When students present with complex or escalating mental health needs, guidance counsellors do exactly what ethical practice requires: engage, support, assess risk appropriately, involve parents/guardians, and refer onward to specialist services .
The problem is not that “the guidance counselling model is a relic of simpler times”. The problem is that the system repeatedly relies on guidance counsellors to bridge gaps created elsewhere.
That reliance is unsustainable. When specialist services are inadequate, delayed or inaccessible, schools and guidance counsellors are left managing high-risk situations with insufficient multidisciplinary supports.
This is inequitable and unsafe for students, families, school communities and the professionals trying to keep young people safe.

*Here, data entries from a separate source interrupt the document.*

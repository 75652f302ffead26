//! Scripted transport and JSON fixtures shared by unit tests.

use std::collections::{HashMap, VecDeque};
use std::sync::{Arc, Mutex};

use serde_json::{Value, json};
use tokio::sync::Notify;

use super::transport::{HttpRequest, HttpResponse, Method, Transport, TransportError, UploadProgress, UploadRequest};

struct Reply {
    result: Result<HttpResponse, TransportError>,
    gate: Option<Arc<Notify>>,
}

/// Transport answering from per-route scripts and recording every request.
///
/// Each `(method, path)` route pops its replies in order; an unscripted
/// route answers 404.
#[derive(Default)]
pub struct MockTransport {
    routes: Mutex<HashMap<(Method, String), VecDeque<Reply>>>,
    requests: Mutex<Vec<HttpRequest>>,
    uploads: Mutex<Vec<UploadRequest>>,
}

impl MockTransport {
    pub fn new() -> Arc<Self> {
        Arc::new(Self::default())
    }

    pub fn reply(&self, method: Method, path: &str, status: u16, body: &Value) {
        self.push(method, path, Ok(response(status, body)), None);
    }

    pub fn reply_raw(&self, method: Method, path: &str, status: u16, body: &str) {
        let result = Ok(HttpResponse { status, body: body.to_owned() });
        self.push(method, path, result, None);
    }

    /// Reply only after `gate` is notified.
    pub fn reply_after(&self, gate: Arc<Notify>, method: Method, path: &str, status: u16, body: &Value) {
        self.push(method, path, Ok(response(status, body)), Some(gate));
    }

    pub fn fail(&self, method: Method, path: &str, error: TransportError) {
        self.push(method, path, Err(error), None);
    }

    pub fn requests(&self) -> Vec<HttpRequest> {
        self.requests.lock().unwrap().clone()
    }

    pub fn uploads(&self) -> Vec<UploadRequest> {
        self.uploads.lock().unwrap().clone()
    }

    pub fn count(&self, method: &Method, path: &str) -> usize {
        self.requests
            .lock()
            .unwrap()
            .iter()
            .filter(|r| &r.method == method && r.path == path)
            .count()
    }

    fn push(&self, method: Method, path: &str, result: Result<HttpResponse, TransportError>, gate: Option<Arc<Notify>>) {
        self.routes
            .lock()
            .unwrap()
            .entry((method, path.to_owned()))
            .or_default()
            .push_back(Reply { result, gate });
    }
}

#[async_trait::async_trait]
impl Transport for MockTransport {
    async fn send(&self, request: HttpRequest) -> Result<HttpResponse, TransportError> {
        let key = (request.method.clone(), request.path.clone());
        self.requests.lock().unwrap().push(request);
        self.next_reply(key).await
    }

    /// Uploads answer from the `POST` script of their path and report the
    /// whole body as sent in one step.
    async fn upload(
        &self,
        request: UploadRequest,
        progress: Option<UploadProgress>,
    ) -> Result<HttpResponse, TransportError> {
        let key = (Method::POST, request.path.clone());
        self.uploads.lock().unwrap().push(request);
        let result = self.next_reply(key).await;
        if let (Ok(_), Some(progress)) = (&result, progress) {
            progress(100.0);
        }
        result
    }
}

impl MockTransport {
    async fn next_reply(&self, key: (Method, String)) -> Result<HttpResponse, TransportError> {
        let reply = self.routes.lock().unwrap().get_mut(&key).and_then(VecDeque::pop_front);
        let Some(reply) = reply else {
            return Ok(response(404, &json!({"success": false, "error": "Route not found"})));
        };
        if let Some(gate) = reply.gate {
            gate.notified().await;
        }
        reply.result
    }
}

fn response(status: u16, body: &Value) -> HttpResponse {
    HttpResponse { status, body: body.to_string() }
}

/// `{success: true, data}` envelope.
pub fn ok(data: Value) -> Value {
    json!({"success": true, "data": data})
}

/// `{success: false, error}` envelope.
pub fn failure(message: &str) -> Value {
    json!({"success": false, "error": message})
}

pub fn profile_json(id: &str, username: &str) -> Value {
    json!({
        "id": id,
        "username": username,
        "email": format!("{username}@example.com"),
        "preferences": {"theme": "dark", "language": "en", "notifications": true}
    })
}

pub fn auth_json(token: &str, id: &str, username: &str) -> Value {
    ok(json!({"token": token, "user": {"id": id, "username": username}}))
}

The Institute of Guidance Counsellors and its members strongly support a properly resourced, joined-up model that includes significant expansion of NEPS staffing; timely access to Child & Adolescent Mental Health Services (Camhs) and community youth mental health services; and strengthened and protected guidance counselling provision in every second level school – so that guidance counselllors can support early intervention, case co-ordination and high-quality one-to-one preventative work, while educational psychologists provide the specialist assessments, consultations and interventions that only they can provide.
This is not an either/or situation. Students need both. – Yours, etc,
PATRICIA WROE,
National Secretary,
Institute of Guidance Counsellors,
Dublin 2.
Good attempt penalised
Sir, – With reference to the action photograph from the Brentford versus Sunderland soccer game (January 8th) I wish to applaud Caoimhín Kelleher on saving an “attempted penalty kick”, whatever that is.
It has been very thrilling indeed to see him save actual spot kicks. Keep up the great work Caoimhín for club and country. – Yours, etc,
MICHAEL GLEESON,
Co Kerry.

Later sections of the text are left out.